SP registra mais de 3 mil furtos em escolas em 2025; média passa de 8 casos por dia
Fios, cabos, torneiras e equipamentos eletrônicos estão entre os itens mais levados de unidades de ensino públicas e privadas
Simone Queiroz
Stela Jordy
O número de furtos em escolas tem preocupado autoridades e comunidades escolares no estado de São Paulo. Somente em 2025, foram registrados 3.167 casos em estabelecimentos de ensino fundamental e médio, entre escolas públicas e privadas.
De acordo com dados da Secretaria da Segurança Pública de São Paulo (SSP), a média é de 8,7 furtos por dia no estado.
Segundo a SSP, os criminosos costumam levar principalmente materiais que podem ser revendidos ou reutilizados. Entre os itens mais visados estão fios e cabos elétricos, torneiras, peças hidráulicas. notebooks e projetores utilizados em sala de aula
Além do prejuízo financeiro, os furtos acabam afetando diretamente a rotina escolar.
Escolas devem investir em segurança, alerta especialista
Para o especialista em segurança Marcy Campos Verde, é fundamental que as direções das escolas invistam em equipamentos de segurança.
“Quando falamos de escolas e da segurança de crianças, é possível adotar diferentes medidas, como a instalação de sensores infravermelhos, câmeras com gravação local ou remota e sistemas de alarme. Esses sensores podem ser instalados no perímetro e em ambientes considerados mais sensíveis", diz Marcy
Ela acrescenta que o sistema pode ajudar na resposta rápida.
“Se acontecer uma invasão, o sistema pode avisar uma empresa ou responsável. Assim é possível acionar as câmeras, ligar para a polícia e tentar resolver o problema rapidamente”, explica o especialista.
Prejuízo vai além do material
Apesar de o furto ser um crime que não envolve violência direta, o impacto nas escolas pode ser grande.
Em muitos casos, alunos ficam sem equipamentos necessários para as aulas, o que compromete a qualidade do ensino.
Em uma escola de Cotia, por exemplo, foram furtados cabos de carregamento de notebooks utilizados em sala de aula. Sem os equipamentos, estudantes passaram a usar celulares durante atividades escolares.

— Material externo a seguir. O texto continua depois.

pub mod check;
pub mod classify;
pub mod grouping;
pub mod order_key;
pub mod reinsert;
pub mod reorder;
pub mod span;

pub use classify::MoveError;
pub use reorder::{reorder, try_reorder};
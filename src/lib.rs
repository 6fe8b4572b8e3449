//! Order-key maintenance for grouped, drag-reorderable tables.
//!
//! Rows carry a fractional order key and a group ID. Dropping a row or a
//! whole group onto another row or group ([`reorder()`]) rewrites only the
//! keys of what moved, keeps every group contiguous, and refreshes the
//! header-row span used to merge group cells.

pub mod cli;
pub mod io;
pub mod model;
pub mod ops;
pub mod util;

pub use model::{ItemId, Row};
pub use ops::{MoveError, reorder, try_reorder};
use std::collections::HashMap;

use crate::model::row::{Row, sort_by_order};
use crate::ops::grouping::partition;

/// Refresh the group-cell bookkeeping.
///
/// Returns the rows sorted by key. The first member of every group gets
/// `span = Some(member count)`; every other row gets `None`.
pub fn recompute_spans(rows: &[Row]) -> Vec<Row> {
    let headers: HashMap<String, usize> = partition(rows)
        .into_iter()
        .filter_map(|g| g.header().map(|h| (h.id.clone(), g.len())))
        .collect();

    let mut out = rows.to_vec();
    sort_by_order(&mut out);
    for row in &mut out {
        row.span = headers.get(&row.id).copied();
    }
    out
}
use std::cmp::Ordering;

use crate::model::item::ItemId;
use crate::model::row::Row;
use crate::ops::grouping::find_group;
use crate::ops::reinsert::Direction;

/// Why a move did not change anything
#[derive(Debug, Clone, PartialEq, thiserror::Error)]
pub enum MoveError {
    #[error("no change: {0}")]
    NoOp(String),
    #[error("row not found: {0}")]
    UnknownRow(String),
    #[error("group not found: {0}")]
    UnknownGroup(String),
    #[error("order keys between {up} and {down} are too close to split; renormalize the table")]
    PrecisionExhausted { up: f64, down: f64 },
}

/// A resolved move, ready for reinsertion
#[derive(Debug, Clone, PartialEq)]
pub struct MovePlan {
    /// What is being moved
    pub active: ItemId,
    pub direction: Direction,
    /// Key of the moved row, or of the moved group's first member
    pub active_key: f64,
    /// Key the moved item is placed next to: the target's first member when
    /// moving up, its last member when moving down
    pub boundary: f64,
    /// Group the moved rows belong to afterwards
    pub target_group: String,
}

/// The key range covered by a row or a group
#[derive(Debug, Clone, PartialEq)]
struct Extent {
    group: String,
    first: f64,
    last: f64,
}

/// Work out direction and boundary for dropping `active` onto `over`.
///
/// A group is never dropped into the middle of another group: when the active
/// item is a group and the target is a row, the target widens to that row's
/// whole group. A row takes on the group of whatever it is dropped onto.
pub fn classify(rows: &[Row], active: &ItemId, over: &ItemId) -> Result<MovePlan, MoveError> {
    if active == over {
        return Err(MoveError::NoOp(format!("{} dropped onto itself", active)));
    }

    let from = resolve(rows, active)?;
    let to = match (active, over) {
        (ItemId::Group(_), ItemId::Row(_)) => {
            let group = resolve(rows, over)?.group;
            resolve(rows, &ItemId::Group(group))?
        }
        _ => resolve(rows, over)?,
    };

    match (active, over) {
        (ItemId::Group(g), _) if to.group == *g => {
            return Err(MoveError::NoOp(format!("group {} dropped onto itself", g)));
        }
        (ItemId::Row(id), ItemId::Group(g)) if from.group == *g => {
            return Err(MoveError::NoOp(format!("row {} dropped onto its own group", id)));
        }
        _ => {}
    }

    let direction = match from.first.total_cmp(&to.first) {
        Ordering::Greater => Direction::Up,
        Ordering::Less => Direction::Down,
        Ordering::Equal => {
            return Err(MoveError::NoOp(format!("{} is already at {}", active, over)));
        }
    };

    let boundary = match direction {
        Direction::Up => to.first,
        Direction::Down => to.last,
    };

    Ok(MovePlan {
        active: active.clone(),
        direction,
        active_key: from.first,
        boundary,
        target_group: to.group,
    })
}

fn resolve(rows: &[Row], item: &ItemId) -> Result<Extent, MoveError> {
    match item {
        ItemId::Row(id) => rows
            .iter()
            .find(|r| r.id == *id)
            .map(|r| Extent {
                group: r.group.clone(),
                first: r.order,
                last: r.order,
            })
            .ok_or_else(|| MoveError::UnknownRow(id.clone())),
        ItemId::Group(id) => {
            let group = find_group(rows, id).ok_or_else(|| MoveError::UnknownGroup(id.clone()))?;
            match (group.first_key(), group.last_key()) {
                (Some(first), Some(last)) => Ok(Extent {
                    group: group.id,
                    first,
                    last,
                }),
                _ => Err(MoveError::UnknownGroup(id.clone())),
            }
        }
    }
}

“Usa o celular na aula. Quando precisa usar, o professor pede, eles tiram da mochila e fazem o uso. Depois guardam de novo. Sabemos que é proibido, mas cadê o notebook?”, relata Luciane Garcia da Silva, mãe de uma aluna.
Quando o crime ocorre em escolas públicas, a reposição dos itens pode levar mais tempo, prolongando o impacto para estudantes e professores.